Showing posts with label Social emotional learning. Show all posts
Showing posts with label Social emotional learning. Show all posts

Tuesday, June 4, 2013

Starr's "Social Emotional" isn't a Curriculum, it's a Mindset



This comment that we received sums up Superintendent Starr's response perfectly:

So no longer 'social emotional LEARNING' [insert multiple @mcpssuper tweets here calling it 'SEL'], but "competency development, not a curriculum" [timestamp 0:52] because development is different from learning, as in professional development (PD) which is training, not learning b/c there are PD courses part of a PD curriculum - or not. AND -not OR- social emotional [fill in the blank] is a 'mindset', an attitude that come from within, and not learned; "you can't force it" [timestamp 1:13], but you can force other types of development, er,learning, er training -except when it's not? Is that different from social emotional tricks which are presumably learned, as in "a trick in your repertoire, not a curriculum" [timestamp 1:42]? Are those tricks learned from individual courses part of PD curriculum/not curriculum, or are the tricks a mindset. I get so confused...

Wednesday, April 10, 2013

Notes from Starr's Road Show

Here is the Forum Brief from Superintendent Starr's February 4, 2013, presentation to the American Youth Policy Forum:

Joshua P. Starr, PhD, Superintendent of Schools, Montgomery County Public Schools, oversees the 17th largest school district in the United States. With nearly 150,000 students, Montgomery County Public Schools (MCPS) is growing by 2,500 students per year. The student population is 33 percent white, 26 percent Latino, 22 percent African American, 14 percent Asian, and 4 percent multi-ethnic. Thirteen percent of MCPS students are English language learners, and 33 percent receive free or reduced price lunch. 

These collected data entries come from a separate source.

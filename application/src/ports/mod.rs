//! Port definitions (interfaces to the outside world)

pub mod inference;
pub mod progress;

pub use inference::{Completion, InferenceClient, InferenceError};
pub use progress::{NoProgress, ProgressNotifier};
//! OpenRouter chat-completions wire types
//!
//! Only the fields the council consumes are modeled; everything else in
//! the provider envelope is ignored during deserialization. The response
//! `id` doubles as the usage id for out-of-band cost lookup.

use council_application::{Completion, InferenceError};
use council_domain::Message;
use serde::{Deserialize, Serialize};

/// Request body for `POST /chat/completions`
#[derive(Debug, Serialize)]
pub struct ChatRequest<'a> {
    pub model: &'a str,
    pub messages: &'a [Message],
}

/// Response envelope
#[derive(Debug, Deserialize)]
pub struct ChatResponse {
    /// Generation id, usable against the provider's usage endpoint
    pub id: Option<String>,
    #[serde(default)]
    pub choices: Vec<Choice>,
}

#[derive(Debug, Deserialize)]
pub struct Choice {
    pub message: ChoiceMessage,
}

#[derive(Debug, Deserialize)]
pub struct ChoiceMessage {
    pub content: Option<String>,
}

impl ChatResponse {
    /// Extract the first choice's content, or a typed error when the
    /// envelope has no usable message.
    pub fn into_completion(self) -> Result<Completion, InferenceError> {
        let content = self
            .choices
            .into_iter()
            .next()
            .and_then(|c| c.message.content)
            .ok_or_else(|| {
                InferenceError::InvalidResponse("response contained no message content".to_string())
            })?;

        Ok(Completion {
            content,
            usage_id: self.id,
        })
    }
}

#[cfg(test)]
mod tests {
    use super::*;
    use council_domain::Role;

    #[test]
    fn test_request_serializes_messages() {
        let messages = vec![Message::system("sys"), Message::user("hi")];
        let request = ChatRequest {
            model: "openai/gpt-5.1",
            messages: &messages,
        };
        let json = serde_json::to_value(&request).unwrap();
        assert_eq!(json["model"], "openai/gpt-5.1");
        assert_eq!(json["messages"][0]["role"], "system");
        assert_eq!(json["messages"][1]["content"], "hi");
    }

    #[test]
    fn test_response_parses_envelope() {
        let raw = r#"{
            "id": "gen-abc123",
            "model": "openai/gpt-5.1",
            "choices": [
                {"message": {"role": "assistant", "content": "Hello there."}, "finish_reason": "stop"}
            ],
            "usage": {"prompt_tokens": 12, "completion_tokens": 4}
        }"#;
        let parsed: ChatResponse = serde_json::from_str(raw).unwrap();
        let completion = parsed.into_completion().unwrap();
        assert_eq!(completion.content, "Hello there.");
        assert_eq!(completion.usage_id.as_deref(), Some("gen-abc123"));
    }

    #[test]
    fn test_empty_choices_is_invalid() {
        let parsed: ChatResponse = serde_json::from_str(r#"{"id": "gen-1", "choices": []}"#).unwrap();
        assert!(matches!(
            parsed.into_completion(),
            Err(InferenceError::InvalidResponse(_))
        ));
    }

    #[test]
    fn test_null_content_is_invalid() {
        let raw = r#"{"id": "gen-1", "choices": [{"message": {"content": null}}]}"#;
        let parsed: ChatResponse = serde_json::from_str(raw).unwrap();
        assert!(parsed.into_completion().is_err());
    }

    #[test]
    fn test_message_roundtrip_through_request() {
        let messages = vec![Message {
            role: Role::Assistant,
            content: "prior turn".to_string(),
        }];
        let request = ChatRequest {
            model: "m",
            messages: &messages,
        };
        let json = serde_json::to_value(&request).unwrap();
        assert_eq!(json["messages"][0]["role"], "assistant");
    }
}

Starr suggested educators are faced with two gaps in their ability to use research evidence. First, the ineptitude gap: We know a lot, he argued, but we cannot apply it. As a superintendent he considers it his job to bring what is known together with strategies for applying it. Second, the credibility gap: Even with hard evidence, in certain areas it is hard to convince people about some things. 

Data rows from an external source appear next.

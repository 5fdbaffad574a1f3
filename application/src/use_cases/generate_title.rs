//! Conversation title generation (auxiliary task)
//!
//! A single short inference call to the lead model, used to label a new
//! conversation. This task is never on the critical path: the council
//! run spawns it alongside stage 1 and joins it after synthesis, and a
//! failure here must never fail the run — the caller gets a truncated
//! form of the question instead, and the usage id is discarded.

use crate::ports::inference::InferenceClient;
use council_domain::{Message, Model, PromptTemplate, Question};
use std::sync::Arc;
use tracing::warn;

/// Maximum length of the fallback title, in characters
const FALLBACK_MAX_CHARS: usize = 60;

/// Title produced for a conversation
#[derive(Debug, Clone)]
pub struct TitleResult {
    pub title: String,
    /// Present only when the model call succeeded
    pub usage_id: Option<String>,
}

/// Default title when generation fails: the question itself, truncated.
pub fn fallback_title(question: &str) -> String {
    let trimmed = question.trim();
    if trimmed.chars().count() <= FALLBACK_MAX_CHARS {
        return trimmed.to_string();
    }
    let cut: String = trimmed.chars().take(FALLBACK_MAX_CHARS).collect();
    format!("{}...", cut.trim_end())
}

/// Ask `lead` for a short conversation title.
///
/// Infallible by design: any inference failure resolves to the fallback
/// title with no usage id.
pub async fn generate_title<C: InferenceClient>(
    client: &C,
    lead: &Model,
    question: &Question,
) -> TitleResult {
    let messages = vec![
        Message::system(PromptTemplate::title_system()),
        Message::user(PromptTemplate::title_prompt(question.content())),
    ];

    match client.query(lead, &messages).await {
        Ok(completion) => {
            let title = completion.content.trim().trim_matches('"').to_string();
            if title.is_empty() {
                TitleResult {
                    title: fallback_title(question.content()),
                    usage_id: None,
                }
            } else {
                TitleResult {
                    title,
                    usage_id: completion.usage_id,
                }
            }
        }
        Err(e) => {
            warn!("Title generation failed, using fallback: {}", e);
            TitleResult {
                title: fallback_title(question.content()),
                usage_id: None,
            }
        }
    }
}

/// Standalone use case wrapper for callers outside a council run
pub struct GenerateTitleUseCase<C: InferenceClient> {
    client: Arc<C>,
}

impl<C: InferenceClient> GenerateTitleUseCase<C> {
    pub fn new(client: Arc<C>) -> Self {
        Self { client }
    }

    pub async fn execute(&self, question: &Question, lead: &Model) -> TitleResult {
        generate_title(self.client.as_ref(), lead, question).await
    }
}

His systemic implementation strategy involves taking what we know works and 
applying it, understanding the associated political and communication issues.
Starr discussed a number of MCPS initiatives and practices closely aligned with research, such as the district's long-standing support for wraparound services, early childhood education, clear focus on close attention to data, comprehensive professional development systems, and regular on-going assessments. He then posed the question, "How do we take all the work we've done, which is very research-based, and recognize that now we have a different challenge ahead of 
us?" The MCPS core purpose of educating children remains the same, but the mission changes because we are preparing our children for a different world.

Children, he argued, need not only to continue to have very strong academic backgrounds, but also to have 21st century skills 
(creative thinking, problem-solving) and socio-emotional competence (how to fail, how to reflect, how to work well with others). How do you take an organization and suggest the architecture that took the district one place is not what is needed to go to a new place? 

In order for change to be possible, asserted Starr, it is very important to focus on the culture of the organization. Our focus must be on relationships, he argued, and the more we understand the research about organizational change and human change, the better off we will be. 

Tuesday, November 27, 2012

Video #2: Starr "it's not an initiative"

Question #2 from November 26, 2012, MCPS Special Education Advisory Committee meeting with Superintendent Starr:
Answer includes Superintendent Starr's explanation of his social, emotional learning agenda, it's not an initiative, it's not in a binder, it's not a curriculum that teachers are going to get, state test score is not end all, be all goal, increasing collective awareness, has to be embedded...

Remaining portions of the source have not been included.